2002? Wild. I would have thought that kind of obscenity law died in the 80s...
https://en.wikipedia.org/wiki/Pornography_in_Australia#Illeg...
> Some types of pornography (both real and fictitious) are technically illegal in Australia and if classified would be rated RC and therefore banned in Australia. This includes any pornography depicting violent BDSM, incest, paedophilia, zoophilia, certain extreme fetishes (such as golden showers) and/or indicators of youth (such as wearing a school uniform).
Fictitious violent fetishes and BSDM would likely be illegal in Australia.
Fair enough for the Australian market, but I'm not sure why the rest of the world should have to line up with that. Just block it for Australian accounts or such?
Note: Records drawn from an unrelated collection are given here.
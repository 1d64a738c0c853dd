//! Operator precedence table.
//!
//! Levels match the language grammar from lowest to tightest. Binary
//! parsing threads a `Precedence` floor: an operator only binds when its
//! level is above the floor, and right-associative operators re-enter one
//! level lower than their own.

use jolt_lexer::Token;

use crate::ast::BinOp;

#[derive(Clone, Copy, Debug, PartialEq, Eq, PartialOrd, Ord)]
#[repr(u8)]
pub enum Precedence {
    Lowest = 0,
    Comma,
    Spread,
    Yield,
    Assign,
    Conditional,
    NullishCoalescing,
    LogicalOr,
    LogicalAnd,
    BitwiseOr,
    BitwiseXor,
    BitwiseAnd,
    Equals,
    Compare,
    Shift,
    Add,
    Multiply,
    Exponentiation,
    Prefix,
    Postfix,
    New,
    Call,
    Member,
}

impl Precedence {
    /// The next-lower level, used as the right-hand floor for
    /// left-associative operators.
    #[must_use]
    pub fn lower(self) -> Precedence {
        from_level(self as u8 - 1)
    }
}

fn from_level(value: u8) -> Precedence {
    // Values only come from `Precedence as u8 - 1` with Lowest never
    // lowered, so the range is always valid.
    match value {
        0 => Precedence::Lowest,
        1 => Precedence::Comma,
        2 => Precedence::Spread,
        3 => Precedence::Yield,
        4 => Precedence::Assign,
        5 => Precedence::Conditional,
        6 => Precedence::NullishCoalescing,
        7 => Precedence::LogicalOr,
        8 => Precedence::LogicalAnd,
        9 => Precedence::BitwiseOr,
        10 => Precedence::BitwiseXor,
        11 => Precedence::BitwiseAnd,
        12 => Precedence::Equals,
        13 => Precedence::Compare,
        14 => Precedence::Shift,
        15 => Precedence::Add,
        16 => Precedence::Multiply,
        17 => Precedence::Exponentiation,
        18 => Precedence::Prefix,
        19 => Precedence::Postfix,
        20 => Precedence::New,
        21 => Precedence::Call,
        _ => Precedence::Member,
    }
}

/// Binary operator lookup: token → (operator, level, right-associative).
pub fn binary_op_info(token: Token) -> Option<(BinOp, Precedence, bool)> {
    use Precedence as P;
    Some(match token {
        Token::Comma => (BinOp::Comma, P::Comma, false),

        Token::Equals => (BinOp::Assign, P::Assign, true),
        Token::PlusEquals => (BinOp::AddAssign, P::Assign, true),
        Token::MinusEquals => (BinOp::SubAssign, P::Assign, true),
        Token::AsteriskEquals => (BinOp::MulAssign, P::Assign, true),
        Token::SlashEquals => (BinOp::DivAssign, P::Assign, true),
        Token::PercentEquals => (BinOp::RemAssign, P::Assign, true),
        Token::AsteriskAsteriskEquals => (BinOp::PowAssign, P::Assign, true),
        Token::LessThanLessThanEquals => (BinOp::ShlAssign, P::Assign, true),
        Token::GreaterThanGreaterThanEquals => (BinOp::ShrAssign, P::Assign, true),
        Token::GreaterThanGreaterThanGreaterThanEquals => (BinOp::UShrAssign, P::Assign, true),
        Token::AmpersandEquals => (BinOp::BitAndAssign, P::Assign, true),
        Token::BarEquals => (BinOp::BitOrAssign, P::Assign, true),
        Token::CaretEquals => (BinOp::BitXorAssign, P::Assign, true),
        Token::AmpersandAmpersandEquals => (BinOp::LogicalAndAssign, P::Assign, true),
        Token::BarBarEquals => (BinOp::LogicalOrAssign, P::Assign, true),
        Token::QuestionQuestionEquals => (BinOp::NullishAssign, P::Assign, true),

        Token::QuestionQuestion => (BinOp::NullishCoalescing, P::NullishCoalescing, false),
        Token::BarBar => (BinOp::LogicalOr, P::LogicalOr, false),
        Token::AmpersandAmpersand => (BinOp::LogicalAnd, P::LogicalAnd, false),
        Token::Bar => (BinOp::BitOr, P::BitwiseOr, false),
        Token::Caret => (BinOp::BitXor, P::BitwiseXor, false),
        Token::Ampersand => (BinOp::BitAnd, P::BitwiseAnd, false),

        Token::EqualsEquals => (BinOp::LooseEq, P::Equals, false),
        Token::ExclamationEquals => (BinOp::LooseNe, P::Equals, false),
        Token::EqualsEqualsEquals => (BinOp::StrictEq, P::Equals, false),
        Token::ExclamationEqualsEquals => (BinOp::StrictNe, P::Equals, false),

        Token::LessThan => (BinOp::Lt, P::Compare, false),
        Token::LessThanEquals => (BinOp::Le, P::Compare, false),
        Token::GreaterThan => (BinOp::Gt, P::Compare, false),
        Token::GreaterThanEquals => (BinOp::Ge, P::Compare, false),
        Token::In => (BinOp::In, P::Compare, false),
        Token::InstanceOf => (BinOp::InstanceOf, P::Compare, false),

        Token::LessThanLessThan => (BinOp::Shl, P::Shift, false),
        Token::GreaterThanGreaterThan => (BinOp::Shr, P::Shift, false),
        Token::GreaterThanGreaterThanGreaterThan => (BinOp::UShr, P::Shift, false),

        Token::Plus => (BinOp::Add, P::Add, false),
        Token::Minus => (BinOp::Sub, P::Add, false),

        Token::Asterisk => (BinOp::Mul, P::Multiply, false),
        Token::Slash => (BinOp::Div, P::Multiply, false),
        Token::Percent => (BinOp::Rem, P::Multiply, false),

        // Right-associative despite binding tighter than multiply
        Token::AsteriskAsterisk => (BinOp::Pow, P::Exponentiation, true),

        _ => return None,
    })
}

/// Printing precedence of a produced binary operator, mirroring the parse
/// table so the printer can decide when parentheses are required.
pub fn binary_op_precedence(op: BinOp) -> Precedence {
    use Precedence as P;
    match op {
        BinOp::Comma => P::Comma,
        op if op.is_assign() => P::Assign,
        BinOp::NullishCoalescing => P::NullishCoalescing,
        BinOp::LogicalOr => P::LogicalOr,
        BinOp::LogicalAnd => P::LogicalAnd,
        BinOp::BitOr => P::BitwiseOr,
        BinOp::BitXor => P::BitwiseXor,
        BinOp::BitAnd => P::BitwiseAnd,
        BinOp::LooseEq | BinOp::LooseNe | BinOp::StrictEq | BinOp::StrictNe => P::Equals,
        BinOp::Lt | BinOp::Le | BinOp::Gt | BinOp::Ge | BinOp::In | BinOp::InstanceOf => P::Compare,
        BinOp::Shl | BinOp::Shr | BinOp::UShr => P::Shift,
        BinOp::Add | BinOp::Sub => P::Add,
        BinOp::Mul | BinOp::Div | BinOp::Rem => P::Multiply,
        BinOp::Pow => P::Exponentiation,
        _ => P::Lowest,
    }
}

/// Right-associative operators re-enter at their own level; everything
/// else re-enters one lower.
pub fn is_right_associative(op: BinOp) -> bool {
    op == BinOp::Pow || op.is_assign()
}
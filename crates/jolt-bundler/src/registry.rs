//! The source registry: canonical path → source index.
//!
//! Append-only. Writers coordinate through a mutex around insertion and
//! index allocation, so the index order is exactly first-discovery
//! order; after scanning completes the registry is read without locks.

use std::sync::Mutex;

use rustc_hash::FxHashMap;

use jolt_common::refs::SourceIndex;

#[derive(Default)]
struct RegistryState {
    by_path: FxHashMap<String, SourceIndex>,
    paths: Vec<String>,
}

pub struct SourceRegistry {
    state: Mutex<RegistryState>,
}

impl SourceRegistry {
    pub fn new() -> Self {
        SourceRegistry {
            state: Mutex::new(RegistryState::default()),
        }
    }

    /// Intern a canonical path. Returns the index and whether this was
    /// the first sighting (in which case the caller owns scanning it).
    pub fn intern(&self, path: &str) -> (SourceIndex, bool) {
        let mut state = self.state.lock().unwrap();
        if let Some(&index) = state.by_path.get(path) {
            return (index, false);
        }
        let index = SourceIndex(state.paths.len() as u32);
        state.by_path.insert(path.to_string(), index);
        state.paths.push(path.to_string());
        (index, true)
    }

    pub fn len(&self) -> usize {
        self.state.lock().unwrap().paths.len()
    }

    pub fn is_empty(&self) -> bool {
        self.len() == 0
    }

    pub fn path_of(&self, index: SourceIndex) -> String {
        self.state.lock().unwrap().paths[index.idx()].clone()
    }
}

impl Default for SourceRegistry {
    fn default() -> Self {
        SourceRegistry::new()
    }
}

#[cfg(test)]
#[path = "../tests/registry_unit.rs"]
mod tests;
And that is what should have been done. Steam and Itch should have blocked content that is illegal in Australia from being seen or sold in Australia.
The problem is that they didn't properly identify which content it is. "Does it involve a school girl outfit giving the indication of youth?" isn't something that they can filter on.
I could see something in the future where when someone puts up phonographic, they can't select all for the countries it can be sold in and instead need to specifically affirm that it is content that is legal in each of the checked countries.
However, Steam and Itch don't currently do that. So when pressure by Collective Shout was moved from Steam and Itch to Mastercard and Visa, Mastercard and Visa almost immediately put pressure on their downstream processors which in turn put pressure Steam and Itch. Since Steam and Itch couldn't filter the "just illegal in Australia stuff needs to be removed from being available in Australia" they appear to have removed all NSFW content until it could be reviewed.
I believe the key thing in this chain is that Visa and Mastercard are very risk adverse. While they do make a lot of money, on a per transaction basis any merchant that is a problem is a very small drop in the bucket compared to the legal consequences they could (and have) face.
The content is legal, and therefore your entire argument is irrelevant, as is your attempt to personify corporations. The whole point of being an adult is understanding that your personal tastes aren’t a mandate on others to comply for your comfort; in other words, if you dislike legal content, your sole recourse is to simply not engage with that content.
Go proselytize elsewhere.
> The content is legal
It's not. Look up the PROTECT Act of 2003. It's sad that we live in a world where payment processors of all things have to do the government's job.
You dislike MasterCard's and Visa's actually legal actions, your sole recourse is simply not to engage with them. Best of luck!